Roger Haenni, CEO and Founder of crypto startup Datum, wrote blog post explaining why his company decided to voluntarily comply with KYC/AML regulations. In short, they must verify each buyer’s identity and residency because it’s required by governments, regulators, financial institutions, and other organizations they want to work with. “We spent a lot of time debating the pros and cons of KYC. If we want to interact with other partners in the industry, however, we really have no choice.”

If companies want to be taken seriously, they’re going to need to adopt voluntary AML/KYC compliance.

So, What Do I Do?

For the majority of people reading this article, though, KYC/AML regulations seem like unnecessary hoops to jump through. After all, you’re not trying to engage in felonious behavior; you’re just trying to back the new fintech company you think is on to something hot.

Unfortunately, your intentions don’t matter much. If you want to play in the ICO marketplace, you’re going to have to meet the regulations imposed by the ICO, exchange, or governmental organizations — or all of the above.

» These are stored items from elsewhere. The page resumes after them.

//! Variables with a fixed value

use scenes_core::prelude::*;
use scenes_core::{SceneVariable, VariableHide, VariableValue};
use std::sync::Arc;

/// State of a [`ConstantVariable`]
#[derive(Debug, Clone, PartialEq, Eq)]
pub struct ConstantVariableState {
    /// Variable name
    pub name: String,
    /// Fixed value
    pub value: String,
    /// Picker visibility, hidden unless overridden
    pub hide: VariableHide,
}

impl SceneState for ConstantVariableState {}

/// Variable holding a fixed, hidden value
///
/// Nothing to resolve, so a set completes it immediately.
pub struct ConstantVariable {
    base: SceneObjectBase<ConstantVariableState>,
}

impl ConstantVariable {
    /// Constant named `name`
    #[must_use]
    pub fn new(name: impl Into<String>, value: impl Into<String>) -> Arc<Self> {
        attach(Self {
            base: SceneObjectBase::new(ConstantVariableState {
                name: name.into(),
                value: value.into(),
                hide: VariableHide::HideVariable,
            }),
        })
    }

    /// Current state snapshot
    #[inline]
    #[must_use]
    pub fn state(&self) -> Arc<ConstantVariableState> {
        self.base.state()
    }
}

impl SceneObject for ConstantVariable {
    fn node(&self) -> &SceneNode {
        self.base.node()
    }

    fn kind(&self) -> &'static str {
        "constant"
    }

    scene_object_casts!();

    fn as_variable(&self) -> Option<&dyn SceneVariable> {
        Some(self)
    }
}

impl SceneVariable for ConstantVariable {
    fn name(&self) -> String {
        self.base.state().name.clone()
    }

    fn hide(&self) -> VariableHide {
        self.base.state().hide
    }

    fn get_value(&self, _field_path: Option<&str>) -> Option<VariableValue> {
        Some(VariableValue::Text(self.base.state().value.clone()))
    }

    fn get_value_text(&self, _field_path: Option<&str>) -> String {
        self.base.state().value.clone()
    }

    fn into_variable(self: Arc<Self>) -> Arc<dyn SceneVariable> {
        self
    }
}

In some cases, this will mean providing information such as a passport, drivers license, or other ID to verify your identity, and then back that up with additional documentation to verify your residency. Right now, that information may or may not be passed on to a third party, which further undermines blockchain’s promise of security and anonymity.

Fortunately, better solutions for identity management are on the horizon. One example is SelfKey.The company works on two fronts. For token sales and exchanges, the company provides a blockchain-based compliance platform capable to identify and screen customers with the highest KYC & AML/CTF standards in an efficient and secure manner, and a Self-Sovereign Identity (SSID) wallet for consumers. The digital wallet allows individuals to control and manage sensitive identity data and documents at all times, while going through KYC process with just a few clicks.

Companies like SelfKey demonstrate the true power of the trustless blockchain technology; you can comply with regulations without surrendering privacy and individual rights.